■ **Work to be completed**
The data below holds the lines to copy: everything from the line containing "pub fn generate()" to the line containing "fn fmt(&self, f: &mut", both ends included, set down exactly.
━━━━━━━━━━━━━━━━━━━━
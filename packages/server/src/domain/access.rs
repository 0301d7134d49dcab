//! Shared-secret access control for state-mutating commands.

use std::fmt;

use uuid::Uuid;

use super::{CommandType, Partition};

/// The process-wide admin token controllers must present.
#[derive(Clone, PartialEq, Eq)]
pub struct AdminToken(String);

impl AdminToken {
    /// Wrap an operator-supplied token. Returns `None` for an empty or blank value.
    pub fn new(token: impl Into<String>) -> Option<Self> {
        let token = token.into();
        if token.trim().is_empty() {
            None
        } else {
            Some(Self(token))
        }
    }

    /// Generate a random token (32 lowercase hex characters).
    pub fn generate() -> Self {
        Self(Uuid::new_v4().simple().to_string())
    }

    pub fn as_str(&self) -> &str {
        &self.0
    }

    /// Exact string equality. Not constant-time.
    pub fn matches(&self, candidate: Option<&str>) -> bool {
        candidate == Some(self.0.as_str())
    }
}

impl fmt::Debug for AdminToken {
    fn fmt(&self, f: &mut fmt::Formatter<'_>) -> fmt::Result {
        f.write_str("AdminToken(***)")
    }
}

/// Outcome of an authorization check.
#[derive(Debug, Clone, Copy, PartialEq, Eq)]
pub enum Access {
    Allowed,
    Denied,
}

/// Decides whether a command from a connection may proceed.
#[derive(Debug, Clone)]
pub struct AccessGate {
    token: AdminToken,
}

impl AccessGate {
    pub fn new(token: AdminToken) -> Self {
        Self { token }
    }

    /// Controllers must present the admin token for everything except `PING`.
    /// Overlays are never checked.
    ///
    /// `GET_STATE` is read-only but still needs the token from a controller.
    pub fn authorize(
        &self,
        partition: Partition,
        command_type: Option<&str>,
        token: Option<&str>,
    ) -> Access {
        if partition == Partition::Controllers && command_type != Some(CommandType::Ping.as_str()) {
            if self.token.matches(token) {
                Access::Allowed
            } else {
                Access::Denied
            }
        } else {
            Access::Allowed
        }
    }
}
━━━━━━━━━━━━━━━━━━━━
■ **Answer space**
    pub fn generate() -> Self {
        Self(Uuid::new_v4().simple().to_string())
    }

    pub fn as_str(&self) -> &str {
        &self.0
    }

    /// Exact string equality. Not constant-time.
    pub fn matches(&self, candidate: Option<&str>) -> bool {
        candidate == Some(self.0.as_str())
    }
}

impl fmt::Debug for AdminToken {
    fn fmt(&self, f: &mut fmt::Formatter<'_>) -> fmt::Result {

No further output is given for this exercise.